As the story goes, McKinney noticed the cat was acting weird. Granted, a wild animal walking into a building isn’t exactly normal. Still McKinney allegedly moved to protect his students.
The cat fought back, digging its claws into the school teachers’ torso and its teeth into his shoulder. Although the teacher was fighting for his life, the other settlers decided it was an American Indian attack.
In some stories, McKinney was able to get the upper hand in the battle and choked the cat to death. In others, he was able to hold the cat off. But most stories agree that after the cat was disposed of, McKinney was bandaged up and returned to his class so they could resume their studies.

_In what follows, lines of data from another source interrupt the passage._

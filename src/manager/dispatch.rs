//! Message dispatch through connected sessions
//!
//! Validates the target session, normalizes the recipient, and routes the
//! send through the session's driver. Sends fail fast before any transport
//! call when the session is missing or not connected.

use tokio::sync::{mpsc, oneshot};

use super::commands::SessionCommand;
use super::session::SessionRecord;
use super::SessionManager;
use crate::error::{Result, WamuxError};
use crate::events::Event;
use crate::store::CredentialStore;
use crate::transport::{ImageContent, Transport};
use crate::types::identifiers::{Jid, SessionId};
use crate::types::session::SessionStatus;

impl<T: Transport, C: CredentialStore> SessionManager<T, C> {
    /// Send a text message from a connected session
    ///
    /// The recipient is normalized to canonical address form. Success
    /// publishes [`Event::MessageSent`]; a transport failure publishes a
    /// scoped [`Event::Error`] and surfaces as
    /// [`WamuxError::SendFailure`].
    ///
    /// # Errors
    /// - [`WamuxError::Validation`] for a malformed id or recipient
    /// - [`WamuxError::NotConnected`] if the session is missing or not
    ///   connected (no transport call is made)
    /// - [`WamuxError::SendFailure`] when the transport send fails
    pub async fn send_text(&self, id: &str, recipient: &str, text: &str) -> Result<()> {
        let id = SessionId::parse(id)?;
        let to = Jid::normalize(recipient)?;
        let tx = self.connected_sender(&id).await?;

        let (response_tx, response_rx) = oneshot::channel();
        let cmd = SessionCommand::SendText {
            to: to.clone(),
            text: text.to_string(),
            response_tx,
        };
        self.deliver(&id, &to, tx, cmd, response_rx).await?;

        log::debug!("[{id}] message sent to {to}");
        self.inner.events.publish(Event::MessageSent {
            session_id: id,
            to,
        });
        Ok(())
    }

    /// Send an image from a connected session
    ///
    /// Same preconditions and normalization as [`send_text`]. Success
    /// publishes [`Event::ImageSent`] followed by [`Event::MessageSent`],
    /// matching the control surface this replaces.
    ///
    /// # Errors
    /// See [`send_text`].
    ///
    /// [`send_text`]: Self::send_text
    pub async fn send_image(&self, id: &str, recipient: &str, image: ImageContent) -> Result<()> {
        let id = SessionId::parse(id)?;
        let to = Jid::normalize(recipient)?;
        let tx = self.connected_sender(&id).await?;

        log::debug!("[{id}] sending image to {to} ({} bytes)", image.bytes.len());
        let (response_tx, response_rx) = oneshot::channel();
        let cmd = SessionCommand::SendImage {
            to: to.clone(),
            image,
            response_tx,
        };
        self.deliver(&id, &to, tx, cmd, response_rx).await?;

        self.inner.events.publish(Event::ImageSent {
            session_id: id.clone(),
            to: to.clone(),
        });
        self.inner.events.publish(Event::MessageSent {
            session_id: id,
            to,
        });
        Ok(())
    }

    /// Resolve the command sender of a session that must be connected
    async fn connected_sender(
        &self,
        id: &SessionId,
    ) -> Result<mpsc::UnboundedSender<SessionCommand>> {
        let record: SessionRecord = self
            .inner
            .get(id)
            .ok_or_else(|| WamuxError::not_connected(id.as_str()))?;

        let slot = record.command_tx.lock().await;
        if *record.status.lock().await != SessionStatus::Connected {
            return Err(WamuxError::not_connected(id.as_str()));
        }
        slot.clone()
            .ok_or_else(|| WamuxError::not_connected(id.as_str()))
    }

    /// Round-trip a send command through the driver and map the outcome
    async fn deliver(
        &self,
        id: &SessionId,
        to: &Jid,
        tx: mpsc::UnboundedSender<SessionCommand>,
        cmd: SessionCommand,
        response_rx: oneshot::Receiver<Result<()>>,
    ) -> Result<()> {
        if tx.send(cmd).is_err() {
            // Driver already gone; the connection closed under us.
            return Err(WamuxError::not_connected(id.as_str()));
        }
        match response_rx.await {
            Ok(Ok(())) => Ok(()),
            Ok(Err(e)) => {
                let failure =
                    WamuxError::send_failure(id.as_str(), to.as_str(), e.to_string());
                log::error!("[{id}] send to {to} failed: {e}");
                self.inner.events.publish(Event::Error {
                    session_id: Some(id.clone()),
                    message: failure.to_string(),
                });
                Err(failure)
            }
            Err(_) => Err(WamuxError::not_connected(id.as_str())),
        }
    }
}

Now, is it a true story? There was no newspaper to record it in the frontier community, and no court record. It could have happened, after all, that is the stuff that legends are made of.
But it’s possible it is just a story passed down and exaggerated with retellings.
What is known is not long after the attack was supposed to have happened, McKinney left teaching to become a farmer in Bourbon County. He would also help to write the state’s first constitution and would go on to be elected to the first legislature.
Five letters written by John “Wildcat” McKinney are preserved at the Western Kentucky University’s Special Collections Library. One, written to Capt. John Brown in Bath County, asked about the settlement of the “Louisiana Country,” and what Congress intends to do with the property.
Concerned about the legal battles over land claims in Kentucky, McKinney said, “Hoping to hear of a plan for settlement and discouraged by the legal battles surrounding land claims in Kentucky, McKinney observed that “no man is sure of his lands in this country.”